Déficit commercial du Maroc à 87,37 MMDH au T1 2026 importations en hausse
Le déficit commercial atteint 87,37 MMDH au T1‑2026, importations en forte hausse et taux de couverture en baisse à 58%
Au T1‑2026, le déficit commercial atteint 87,37 MMDH (+23,9%). Importations en hausse significative, exportations limitées; aéronautique et automobile ressortent en tête au T1.
L’économie nationale enregistre un creusement marqué du déséquilibre extérieur au cours des trois premiers mois de 2026, avec un déficit commercial qui s’établit à 87,37 milliards de dirhams, soit une hausse de 23,9% par rapport à la même période de l’année précédente. Cette détérioration résulte d’un rythme d’accroissement des importations bien supérieur à celui des exportations, entraînant une dégradation du taux de couverture qui recule de 4,4 points pour s’établir à 58%.
Détérioration du déficit au premier trimestre 2026
Le déficit commercial de 87,37 MMDH reflète un déséquilibre croissant entre des importations de biens qui ont progressé de 11,1% et des exportations qui n’ont augmenté que de 3,3%. Les importations atteignent 208,2 MMDH tandis que les exportations se situent à 120,7 MMDH. Le différentiel de rythme entre flux entrants et sortants explique l’aggravation du solde extérieur marchand et la baisse du taux de couverture.
Dynamique par grandes catégories d’importation
L’augmentation des importations est largement diffusée. Les produits bruts ont bondi de 42,2% pour atteindre 13,05 MMDH, reflétant des besoins accrus en matières premières. Les biens d’équipement affichent une hausse de 24,7% (51,72 MMDH), tandis que les produits finis de consommation progressent de 14,6% (51,64 MMDH). Les demi‑produits augmentent modestement de 2,1% à 40,02 MMDH. À l’inverse, les produits alimentaires enregistrent un repli de 6% à 22,52 MMDH, secteur qui atténue partiellement la poussée globale des achats à l’étranger.
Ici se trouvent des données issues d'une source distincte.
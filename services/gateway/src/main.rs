mod auth;
mod error;
mod handlers;
mod models;
mod router;
mod seed;
mod state;

use std::sync::Arc;
use std::time::Duration;

use agent_transport::{AgentConfig, AgentTransport, HostedVendorTransport};
use market_data::{BinanceProvider, MarketDataProvider};
use persistence::{InMemoryStore, ParticipantLocks, PgStore, Store};
use router::create_router;
use scheduler::{Scheduler, SchedulerConfig};
use state::AppState;
use std::net::SocketAddr;
use tokio::net::TcpListener;

/// Build the [`Store`] from `DATABASE_URL`: a real Postgres pool when the
/// variable is set, otherwise the zero-configuration in-process store,
/// matching the sim-runner's own quick-start fallback.
async fn build_store() -> anyhow::Result<Arc<dyn Store>> {
    match std::env::var("DATABASE_URL") {
        Ok(url) => {
            let pool = sqlx::postgres::PgPoolOptions::new().max_connections(10).connect(&url).await?;
            sqlx::migrate!("../persistence/migrations").run(&pool).await?;
            tracing::info!("connected to Postgres");
            Ok(Arc::new(PgStore::new(pool)))
        }
        Err(_) => {
            tracing::warn!("DATABASE_URL not set, falling back to the in-memory store");
            Ok(Arc::new(InMemoryStore::new()))
        }
    }
}

fn build_transport() -> Arc<dyn AgentTransport> {
    match std::env::var("ANTHROPIC_API_KEY") {
        Ok(key) => Arc::new(HostedVendorTransport::anthropic(key)),
        Err(_) => {
            let self_hosted_url = std::env::var("SELF_HOSTED_AGENT_URL").unwrap_or_else(|_| "http://localhost:11434".to_string());
            tracing::warn!(url = %self_hosted_url, "ANTHROPIC_API_KEY not set, falling back to a self-hosted agent endpoint");
            Arc::new(agent_transport::SelfHostedTransport::new(self_hosted_url))
        }
    }
}

#[tokio::main]
async fn main() -> Result<(), anyhow::Error> {
    dotenvy::dotenv().ok();
    tracing_subscriber::fmt::init();

    tracing::info!("starting the CFD arena simulation gateway");

    let store = build_store().await?;
    let locks = Arc::new(ParticipantLocks::new());
    let provider: Arc<dyn MarketDataProvider> = Arc::new(BinanceProvider::default());
    let transport = build_transport();
    let agent_config = AgentConfig::default();
    let symbol_universe = agent_invoker::default_symbol_universe();
    let admin_api_key = std::env::var("ADMIN_API_KEY").unwrap_or_else(|_| "development-admin-key".to_string());

    let state = AppState::new(
        store.clone(),
        locks.clone(),
        provider.clone(),
        transport.clone(),
        agent_config.clone(),
        symbol_universe.clone(),
        admin_api_key,
    );

    let scheduler_config = SchedulerConfig {
        mark_to_market_interval: Duration::from_secs(
            std::env::var("MARK_TO_MARKET_INTERVAL_SECS").ok().and_then(|v| v.parse().ok()).unwrap_or(60),
        ),
        max_concurrent_decisions: std::env::var("MAX_CONCURRENT_INVOCATIONS").ok().and_then(|v| v.parse().ok()).unwrap_or(8),
    };
    let scheduler = Arc::new(Scheduler::with_locks(store, locks, provider, transport, agent_config, symbol_universe, scheduler_config));
    tokio::spawn(scheduler.run_forever());

    let app = create_router(state);

    let port: u16 = std::env::var("PORT").ok().and_then(|v| v.parse().ok()).unwrap_or(8080);
    let addr = SocketAddr::from(([0, 0, 0, 0], port));
    let listener = TcpListener::bind(addr).await?;

    tracing::info!(%addr, "listening");
    axum::serve(listener, app).await?;

    Ok(())
}
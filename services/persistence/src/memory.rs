//! An in-process `Store` implementation: no database, no migrations,
//! everything behind a `tokio::sync::RwLock<HashMap<...>>`. This is the
//! sim-runner's zero-configuration default and the store every other
//! crate's integration tests reach for instead of standing up Postgres.
//!
//! Foreign-key cascade (§3's "Competition owns Participants (cascade
//! delete)" etc.) is not needed here because nothing in the core ever
//! deletes a competition or a participant row; cascade only matters for
//! the admin "reset competition" surface, which lives in `gateway`, itself
//! explicitly out of scope for exhaustive coverage (§6.2).

use std::collections::HashMap;

use async_trait::async_trait;
use tokio::sync::RwLock;
use types::competition::Competition;
use types::enums::{CompetitionStatus, ParticipantStatus};
use types::ids::{CompetitionId, ParticipantId};
use types::invocation::Invocation;
use types::order::Order;
use types::participant::Participant;
use types::portfolio::{Portfolio, PortfolioHistoryPoint};
use types::position::Position;
use types::trade::Trade;

use crate::error::PersistenceError;
use crate::store::{ParticipantState, Store};

#[derive(Default)]
struct Tables {
    competitions: HashMap<CompetitionId, Competition>,
    participants: HashMap<ParticipantId, Participant>,
    portfolios: HashMap<ParticipantId, Portfolio>,
    positions: HashMap<ParticipantId, Vec<Position>>,
    history: HashMap<ParticipantId, Vec<PortfolioHistoryPoint>>,
    orders: Vec<Order>,
    trades: HashMap<ParticipantId, Vec<Trade>>,
    invocations: HashMap<types::ids::InvocationId, Invocation>,
}

#[derive(Default)]
pub struct InMemoryStore {
    tables: RwLock<Tables>,
}

impl InMemoryStore {
    pub fn new() -> Self {
        Self::default()
    }
}

#[async_trait]
impl Store for InMemoryStore {
    async fn insert_competition(&self, competition: &Competition) -> Result<(), PersistenceError> {
        self.tables.write().await.competitions.insert(competition.id, competition.clone());
        Ok(())
    }

    async fn get_competition(&self, id: CompetitionId) -> Result<Option<Competition>, PersistenceError> {
        Ok(self.tables.read().await.competitions.get(&id).cloned())
    }

    async fn list_competitions_with_status(&self, status: CompetitionStatus) -> Result<Vec<Competition>, PersistenceError> {
        Ok(self.tables.read().await.competitions.values().filter(|c| c.status == status).cloned().collect())
    }

    async fn update_competition_status(&self, id: CompetitionId, status: CompetitionStatus) -> Result<(), PersistenceError> {
        let mut tables = self.tables.write().await;
        let competition = tables
            .competitions
            .get_mut(&id)
            .ok_or_else(|| PersistenceError::NotFound(format!("competition {id}")))?;
        competition.status = status;
        Ok(())
    }

    async fn insert_participant(&self, participant: &Participant, portfolio: &Portfolio) -> Result<(), PersistenceError> {
        let mut tables = self.tables.write().await;
        tables.participants.insert(participant.id, participant.clone());
        tables.portfolios.insert(participant.id, portfolio.clone());
        tables.positions.insert(participant.id, Vec::new());
        Ok(())
    }

    async fn get_participant_state(&self, id: ParticipantId) -> Result<Option<ParticipantState>, PersistenceError> {
        let tables = self.tables.read().await;
        let Some(participant) = tables.participants.get(&id).cloned() else {
            return Ok(None);
        };
        let portfolio = tables
            .portfolios
            .get(&id)
            .cloned()
            .ok_or_else(|| PersistenceError::NotFound(format!("portfolio for participant {id}")))?;
        let positions = tables.positions.get(&id).cloned().unwrap_or_default();
        Ok(Some(ParticipantState { participant, portfolio, positions }))
    }

    async fn list_participants(&self, competition_id: CompetitionId) -> Result<Vec<Participant>, PersistenceError> {
        Ok(self
            .tables
            .read()
            .await
            .participants
            .values()
            .filter(|p| p.competition_id == competition_id)
            .cloned()
            .collect())
    }

    async fn list_active_participants(&self, competition_id: CompetitionId) -> Result<Vec<Participant>, PersistenceError> {
        Ok(self
            .tables
            .read()
            .await
            .participants
            .values()
            .filter(|p| p.competition_id == competition_id && p.status == ParticipantStatus::Active)
            .cloned()
            .collect())
    }

    async fn save_participant_state(
        &self,
        state: &ParticipantState,
        history_point: &PortfolioHistoryPoint,
    ) -> Result<(), PersistenceError> {
        let mut tables = self.tables.write().await;
        let id = state.participant.id;
        tables.participants.insert(id, state.participant.clone());
        tables.portfolios.insert(id, state.portfolio.clone());
        tables.positions.insert(id, state.positions.clone());
        tables.history.entry(id).or_default().push(history_point.clone());
        Ok(())
    }

    async fn list_all_open_positions(&self) -> Result<Vec<Position>, PersistenceError> {
        Ok(self.tables.read().await.positions.values().flatten().cloned().collect())
    }

    async fn list_portfolio_history(&self, participant_id: ParticipantId) -> Result<Vec<PortfolioHistoryPoint>, PersistenceError> {
        Ok(self.tables.read().await.history.get(&participant_id).cloned().unwrap_or_default())
    }

    async fn insert_order(&self, order: &Order) -> Result<(), PersistenceError> {
        self.tables.write().await.orders.push(order.clone());
        Ok(())
    }

    async fn insert_trade(&self, trade: &Trade) -> Result<(), PersistenceError> {
        self.tables.write().await.trades.entry(trade.participant_id).or_default().push(trade.clone());
        Ok(())
    }

    async fn list_trades(&self, participant_id: ParticipantId) -> Result<Vec<Trade>, PersistenceError> {
        Ok(self.tables.read().await.trades.get(&participant_id).cloned().unwrap_or_default())
    }

    async fn insert_invocation(&self, invocation: &Invocation) -> Result<(), PersistenceError> {
        self.tables.write().await.invocations.insert(invocation.id, invocation.clone());
        Ok(())
    }

    async fn update_invocation(&self, invocation: &Invocation) -> Result<(), PersistenceError> {
        self.tables.write().await.invocations.insert(invocation.id, invocation.clone());
        Ok(())
    }

    async fn reset_all(&self) -> Result<(), PersistenceError> {
        *self.tables.write().await = Tables::default();
        Ok(())
    }
}

#[cfg(test)]
mod tests {
    use super::*;
    use chrono::{DateTime, Utc};
    use rust_decimal_macros::dec;
    use types::numeric::Money;

    fn now() -> DateTime<Utc> {
        DateTime::from_timestamp(1_700_000_000, 0).unwrap()
    }

    #[tokio::test]
    async fn round_trips_a_participant_and_its_portfolio() {
        let store = InMemoryStore::new();
        let participant = Participant::new(
            CompetitionId::new(), "Bot", "anthropic", "claude", serde_json::Value::Null, Money::new(dec!(10_000)),
        );
        let portfolio = Portfolio::new(participant.id, Money::new(dec!(10_000)));
        store.insert_participant(&participant, &portfolio).await.unwrap();

        let state = store.get_participant_state(participant.id).await.unwrap().unwrap();
        assert_eq!(state.participant.id, participant.id);
        assert_eq!(state.portfolio.cash_balance.as_decimal(), dec!(10_000));
        assert!(state.positions.is_empty());
    }

    #[tokio::test]
    async fn save_participant_state_appends_one_history_point_per_call() {
        let store = InMemoryStore::new();
        let participant = Participant::new(
            CompetitionId::new(), "Bot", "anthropic", "claude", serde_json::Value::Null, Money::new(dec!(10_000)),
        );
        let portfolio = Portfolio::new(participant.id, Money::new(dec!(10_000)));
        store.insert_participant(&participant, &portfolio).await.unwrap();

        let point = PortfolioHistoryPoint {
            participant_id: participant.id,
            cash_balance: portfolio.cash_balance,
            equity: portfolio.equity,
            margin_used: portfolio.margin_used,
            realized_pnl: portfolio.realized_pnl,
            unrealized_pnl: portfolio.unrealized_pnl,
            total_pnl: portfolio.total_pnl,
            recorded_at: now(),
        };
        let state = ParticipantState { participant, portfolio, positions: Vec::new() };
        store.save_participant_state(&state, &point).await.unwrap();
        store.save_participant_state(&state, &point).await.unwrap();

        let history = store.list_portfolio_history(state.participant.id).await.unwrap();
        assert_eq!(history.len(), 2);
    }
}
Performance sectorielle des exportations
Les exportations présentent une croissance inégale selon les secteurs. Les ventes à l’étranger sont soutenues principalement par l’aéronautique, en hausse de 12,6% à 8 MMDH, et par l’automobile, qui gagne 12,1% pour atteindre 42 MMDH. Toutefois, d’importants secteurs exportateurs ont connu des baisses : le textile et cuir recule de 14,1%, les phosphates et dérivés de 7,4%, l’électronique et l’électricité de 4,7% et l’agriculture‑agroalimentaire de 2,3%. Cette divergence sectorielle explique la progression limitée des exportations totales malgré la bonne tenue de certains segments industriels.
Conséquences sur le taux de couverture et la vulnérabilité extérieure
La progression des importations plus rapide que celle des exportations a entraîné un recul notable du taux de couverture, tombé à 58% (-4,4 points). Ce ratio, qui mesure la capacité des exportations à couvrir les importations, illustre une fragilité accrue de l’équilibre commercial. Une couverture plus faible augmente l’exposition aux chocs externes et peut peser sur la balance des paiements si elle se prolonge, notamment si les facteurs structurels à l’origine des importations élevées ne sont pas corrigés.
Amélioration de la balance des services
Parallèlement aux échanges de biens, la balance des services affiche une progression. L’excédent des services s’accroît de 16,1% pour dépasser 38,7 MMDH, soutenu par une hausse des exportations de services de 13,2% à 76,26 MMDH et une augmentation des importations de services de 10,4% à 37,56 MMDH. Cette dynamique positive du secteur des services contribue à atténuer, sans l’annuler, le déficit enregistré sur les biens.
Les chiffres du premier trimestre 2026 mettent en évidence une architecture des échanges extérieurs marquée par une demande interne soutenue en biens importés et par des performances exportatrices inégales selon les filières. La poursuite de ces tendances devra être suivie de près dans les prochains mois, car l’évolution des cours mondiaux, des approvisionnements et de la demande externe influencera fortement le solde extérieur et les politiques économiques à court terme.